SOURCE INFORMATION:
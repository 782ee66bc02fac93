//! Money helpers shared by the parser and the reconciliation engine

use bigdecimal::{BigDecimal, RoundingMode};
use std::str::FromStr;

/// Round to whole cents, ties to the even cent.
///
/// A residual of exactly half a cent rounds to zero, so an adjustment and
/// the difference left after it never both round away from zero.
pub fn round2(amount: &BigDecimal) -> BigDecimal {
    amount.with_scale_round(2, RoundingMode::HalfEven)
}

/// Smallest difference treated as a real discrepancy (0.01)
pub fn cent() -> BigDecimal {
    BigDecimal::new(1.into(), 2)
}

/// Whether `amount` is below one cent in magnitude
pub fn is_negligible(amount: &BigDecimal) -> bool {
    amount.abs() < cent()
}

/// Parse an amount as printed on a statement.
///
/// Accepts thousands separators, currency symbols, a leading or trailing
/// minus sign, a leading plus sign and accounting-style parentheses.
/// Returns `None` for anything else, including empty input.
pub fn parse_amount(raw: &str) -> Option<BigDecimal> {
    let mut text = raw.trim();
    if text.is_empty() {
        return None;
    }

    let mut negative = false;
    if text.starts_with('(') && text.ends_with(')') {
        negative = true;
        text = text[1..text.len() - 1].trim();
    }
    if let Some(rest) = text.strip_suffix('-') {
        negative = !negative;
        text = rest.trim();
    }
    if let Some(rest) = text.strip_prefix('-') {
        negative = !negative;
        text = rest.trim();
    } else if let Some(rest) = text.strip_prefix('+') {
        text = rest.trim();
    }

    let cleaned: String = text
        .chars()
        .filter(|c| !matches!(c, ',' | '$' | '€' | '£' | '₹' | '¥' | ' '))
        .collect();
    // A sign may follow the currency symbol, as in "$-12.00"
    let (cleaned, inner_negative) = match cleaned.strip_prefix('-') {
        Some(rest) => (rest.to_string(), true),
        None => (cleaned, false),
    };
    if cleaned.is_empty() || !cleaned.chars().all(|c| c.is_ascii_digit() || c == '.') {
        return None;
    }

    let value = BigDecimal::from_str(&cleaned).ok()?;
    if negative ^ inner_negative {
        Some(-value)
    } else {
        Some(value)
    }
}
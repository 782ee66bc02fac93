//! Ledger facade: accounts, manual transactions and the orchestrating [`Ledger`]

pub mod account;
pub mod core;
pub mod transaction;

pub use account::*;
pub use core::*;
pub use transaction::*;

...

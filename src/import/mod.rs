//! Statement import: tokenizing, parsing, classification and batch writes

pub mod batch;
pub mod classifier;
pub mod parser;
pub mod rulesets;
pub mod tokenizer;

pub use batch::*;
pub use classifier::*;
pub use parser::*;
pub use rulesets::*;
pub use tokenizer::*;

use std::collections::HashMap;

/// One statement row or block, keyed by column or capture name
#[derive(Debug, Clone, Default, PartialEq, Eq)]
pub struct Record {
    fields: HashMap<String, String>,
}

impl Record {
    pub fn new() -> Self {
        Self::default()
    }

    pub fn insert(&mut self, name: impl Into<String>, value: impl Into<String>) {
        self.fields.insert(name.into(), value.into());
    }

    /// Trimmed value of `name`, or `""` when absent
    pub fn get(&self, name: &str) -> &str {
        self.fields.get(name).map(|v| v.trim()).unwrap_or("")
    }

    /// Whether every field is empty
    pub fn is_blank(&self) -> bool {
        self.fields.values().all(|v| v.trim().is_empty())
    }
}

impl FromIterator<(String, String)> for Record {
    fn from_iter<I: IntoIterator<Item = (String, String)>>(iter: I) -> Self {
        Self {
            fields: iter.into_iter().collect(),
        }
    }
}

EXERCISE GOAL:
Please give only the number of lines above that contain "classifier".

RESULT FOR THIS TASK:
2